** Dataset extract **
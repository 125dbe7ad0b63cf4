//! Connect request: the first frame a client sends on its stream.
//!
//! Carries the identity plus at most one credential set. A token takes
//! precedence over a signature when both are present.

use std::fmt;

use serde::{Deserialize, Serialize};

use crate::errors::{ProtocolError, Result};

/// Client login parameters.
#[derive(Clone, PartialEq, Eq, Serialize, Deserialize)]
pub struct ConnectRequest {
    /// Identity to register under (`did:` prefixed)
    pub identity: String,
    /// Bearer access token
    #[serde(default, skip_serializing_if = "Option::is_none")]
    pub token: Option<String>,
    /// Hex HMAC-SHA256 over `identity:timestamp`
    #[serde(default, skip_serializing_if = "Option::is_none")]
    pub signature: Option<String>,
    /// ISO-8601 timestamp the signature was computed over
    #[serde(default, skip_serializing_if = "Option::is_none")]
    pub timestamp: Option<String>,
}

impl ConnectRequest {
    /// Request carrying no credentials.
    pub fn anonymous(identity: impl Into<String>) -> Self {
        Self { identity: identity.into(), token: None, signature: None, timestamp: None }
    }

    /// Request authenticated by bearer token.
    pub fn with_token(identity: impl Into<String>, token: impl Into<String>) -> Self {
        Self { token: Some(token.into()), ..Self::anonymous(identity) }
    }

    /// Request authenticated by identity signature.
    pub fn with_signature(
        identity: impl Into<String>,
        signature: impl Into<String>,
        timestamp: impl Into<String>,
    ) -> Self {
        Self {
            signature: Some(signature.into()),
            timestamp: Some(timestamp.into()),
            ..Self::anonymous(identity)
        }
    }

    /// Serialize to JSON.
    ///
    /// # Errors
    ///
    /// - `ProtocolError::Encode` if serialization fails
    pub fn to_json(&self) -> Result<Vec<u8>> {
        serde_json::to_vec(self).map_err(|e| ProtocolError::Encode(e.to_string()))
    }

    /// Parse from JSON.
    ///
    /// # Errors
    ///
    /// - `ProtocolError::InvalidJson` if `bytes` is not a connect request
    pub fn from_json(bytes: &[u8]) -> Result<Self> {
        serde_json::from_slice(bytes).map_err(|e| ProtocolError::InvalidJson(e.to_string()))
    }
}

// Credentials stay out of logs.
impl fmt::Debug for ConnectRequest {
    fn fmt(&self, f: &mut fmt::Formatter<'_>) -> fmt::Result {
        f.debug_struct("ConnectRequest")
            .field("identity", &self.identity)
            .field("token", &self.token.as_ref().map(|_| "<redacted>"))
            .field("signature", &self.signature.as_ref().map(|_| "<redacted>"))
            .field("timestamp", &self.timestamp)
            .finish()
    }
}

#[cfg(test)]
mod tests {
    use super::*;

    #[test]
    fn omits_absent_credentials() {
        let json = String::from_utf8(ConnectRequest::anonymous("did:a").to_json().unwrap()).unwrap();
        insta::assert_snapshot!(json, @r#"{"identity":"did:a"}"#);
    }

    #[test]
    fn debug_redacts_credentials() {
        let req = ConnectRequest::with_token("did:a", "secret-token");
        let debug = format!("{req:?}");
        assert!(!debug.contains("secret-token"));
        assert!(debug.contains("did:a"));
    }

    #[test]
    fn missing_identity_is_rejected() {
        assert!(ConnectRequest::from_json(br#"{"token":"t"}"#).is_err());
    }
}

** What is needed **
Word for word, quote the lines of the material from the first line through the line with "by bearer token.", both ends included.

** Task result **
repository 125dbe7ad0b63cf4
//! Connect request: the first frame a client sends on its stream.
//!
//! Carries the identity plus at most one credential set. A token takes
//! precedence over a signature when both are present.

use std::fmt;

use serde::{Deserialize, Serialize};

use crate::errors::{ProtocolError, Result};

/// Client login parameters.
#[derive(Clone, PartialEq, Eq, Serialize, Deserialize)]
pub struct ConnectRequest {
    /// Identity to register under (`did:` prefixed)
    pub identity: String,
    /// Bearer access token
    #[serde(default, skip_serializing_if = "Option::is_none")]
    pub token: Option<String>,
    /// Hex HMAC-SHA256 over `identity:timestamp`
    #[serde(default, skip_serializing_if = "Option::is_none")]
    pub signature: Option<String>,
    /// ISO-8601 timestamp the signature was computed over
    #[serde(default, skip_serializing_if = "Option::is_none")]
    pub timestamp: Option<String>,
}

impl ConnectRequest {
    /// Request carrying no credentials.
    pub fn anonymous(identity: impl Into<String>) -> Self {
        Self { identity: identity.into(), token: None, signature: None, timestamp: None }
    }

    /// Request authenticated by bearer token.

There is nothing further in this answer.